Tuesday, September 11, 2007

Planning for Defeat

George Packer's recent New Yorker piece taking a hard look at how we can get out of Iraq has been linked on many blogs already, but it's important enough to merit another. And I'd particularly like to draw attention to this passage:

...what if there is no such thing as a “responsible exit” from Iraq? This is the view of Stephen Biddle, a fellow at the Council on Foreign Relations, who spent the spring in Iraq, as part of a strategic-assessment team of military and civilian experts. He said, “When you look at the spectrum of policy approaches in Iraq right now, the extremes”—maintaining the largest force possible or pulling out immediately—“make more sense than the middle.” The “middle-ground policies,” he argued, “tend to dramatically reduce our ability to control the environment militarily, because they all involve withdrawing about half of the troops.

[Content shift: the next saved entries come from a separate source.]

//! Batch file discovery.

use chrono::NaiveDate;
use std::path::{Path, PathBuf};
use tickroll_types::ExpiryKind;

use crate::IngestError;

/// A CSV batch file found on disk.
#[derive(Debug, Clone, PartialEq, Eq, PartialOrd, Ord)]
pub struct BatchFile {
    /// Path to the CSV file.
    pub path: PathBuf,
    /// Expiry kind stated by a `weekly/` or `monthly/` parent folder.
    pub expiry_hint: Option<ExpiryKind>,
    /// Date encoded in a `DDMMYYYY.csv` file name.
    pub file_date: Option<NaiveDate>,
}

impl BatchFile {
    /// Describes a file, reading the hint and date from its path.
    #[must_use]
    pub fn from_path(path: impl Into<PathBuf>) -> Self {
        let path = path.into();
        let expiry_hint = path
            .parent()
            .and_then(Path::file_name)
            .and_then(|name| name.to_str())
            .and_then(ExpiryKind::from_dir_name);
        let file_date = path
            .file_stem()
            .and_then(|stem| stem.to_str())
            .and_then(parse_file_date);

        Self {
            path,
            expiry_hint,
            file_date,
        }
    }

    /// Returns the file name for display.
    #[must_use]
    pub fn name(&self) -> String {
        self.path
            .file_name()
            .map_or_else(|| self.path.display().to_string(), |n| n.to_string_lossy().into_owned())
    }
}

/// Parses a `DDMMYYYY` file stem such as `24022022`.
#[must_use]
pub fn parse_file_date(stem: &str) -> Option<NaiveDate> {
    if stem.len() != 8 || !stem.bytes().all(|b| b.is_ascii_digit()) {
        return None;
    }
    NaiveDate::parse_from_str(stem, "%d%m%Y").ok()
}

fn is_csv(path: &Path) -> bool {
    path.extension()
        .is_some_and(|ext| ext.eq_ignore_ascii_case("csv"))
}

async fn list_dir(dir: &Path) -> Result<Vec<PathBuf>, IngestError> {
    let io_err = |source: std::io::Error| IngestError::Io {
        path: dir.to_path_buf(),
        source,
    };
    let mut entries = tokio::fs::read_dir(dir).await.map_err(io_err)?;
    let mut paths = Vec::new();
    while let Some(entry) = entries.next_entry().await.map_err(io_err)? {
        paths.push(entry.path());
    }
    Ok(paths)
}

/// Finds CSV batch files under the given roots.
///
/// Each root may be a CSV file or a directory. Directories contribute their
/// own CSV files plus those of `weekly/` and `monthly/` subfolders, which also
/// set [`BatchFile::expiry_hint`]. Results are sorted by path and deduplicated.
///
/// # Errors
///
/// Returns an error if a root or folder cannot be read.
pub async fn discover_batches<P: AsRef<Path>>(roots: &[P]) -> Result<Vec<BatchFile>, IngestError> {
    let mut files = Vec::new();

    for root in roots {
        let root = root.as_ref();
        let metadata = tokio::fs::metadata(root)
            .await
            .map_err(|source| IngestError::Io {
                path: root.to_path_buf(),
                source,
            })?;

        if metadata.is_file() {
            files.push(BatchFile::from_path(root));
            continue;
        }

        for path in list_dir(root).await? {
            if path.is_dir() {
                let is_expiry_folder = path
                    .file_name()
                    .and_then(|n| n.to_str())
                    .and_then(ExpiryKind::from_dir_name)
                    .is_some();
                if is_expiry_folder {
                    files.extend(
                        list_dir(&path)
                            .await?
                            .into_iter()
                            .filter(|p| is_csv(p))
                            .map(BatchFile::from_path),
                    );
                }
            } else if is_csv(&path) {
                files.push(BatchFile::from_path(path));
            }
        }
    }

    files.sort();
    files.dedup();
    tracing::debug!(roots = roots.len(), files = files.len(), "discovered batch files");
    Ok(files)
}
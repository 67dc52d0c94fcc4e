//! Ticker classification for tickroll.
//!
//! This crate parses raw ticker symbols and decides which of them a batch keeps:
//!
//! - [`classify`] - Raw symbol to [`TickerIdentity`](tickroll_types::TickerIdentity)
//! - [`AllowList`] - Case-insensitive symbol selector
//! - [`Profile`] - Named allow-list presets
//! - [`ClassifierCache`] - Per-batch memoization of identities

#![doc = include_str!("../README.md")]
#![doc(issue_tracker_base_url = "https://github.com/factordynamics/tickroll/issues/")]
#![cfg_attr(docsrs, feature(doc_cfg, doc_auto_cfg))]
#![warn(missing_docs)]
#![forbid(unsafe_code)]

mod cache;
mod classifier;
mod filter;

pub use cache::ClassifierCache;
pub use classifier::{classify, normalize_weekly, underlying_of};
pub use filter::{AllowList, Profile, ProfileParseError};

It’s our combat activity that’s currently capping violence around the country, and almost everybody would cut that out—which means the violence is only going to increase. And yet they leave tens of thousands of Americans in the country, to act as targets. Continued U.S. casualties, continued deterioration of the situation all around them: within two or three years, that’s going to generate powerful pressure to go all the way to the zero option. Why not do it sooner, and save the seven to eight hundred lives you’re going to lose to walk through this drill in the meantime?”
The middle-of-the-road strategy, of course, is just what we're most likely to get. I can well see that a botched gradual draw down of our troops will lead to a prolonged deteriorating security situation, stretching well into the next administration, and leading ultimately to a Vietnam-style evacuation. Biddle is right: we're a lot better off if we leave quickly.

1 comment:

celticgoog said...

If we aren't going to leave Iraq, which you know full well we aren't, why are you wasting your time writing about HOW to leave? The Administration, Congress, and all viable presidential candidates have made it clear we will be in Iraq for decades, and almost everyone is expecting Bush and company to order an attack on Iran within the next few months. Knowing that, shouldn't you, one of the movers and shakers, be working on changing some governmental hearts and minds, instead of playing pointless games with pointless arguments? We have plenty of talk; what we really need are leaders willing to put their careers on the line and get us out of this mess!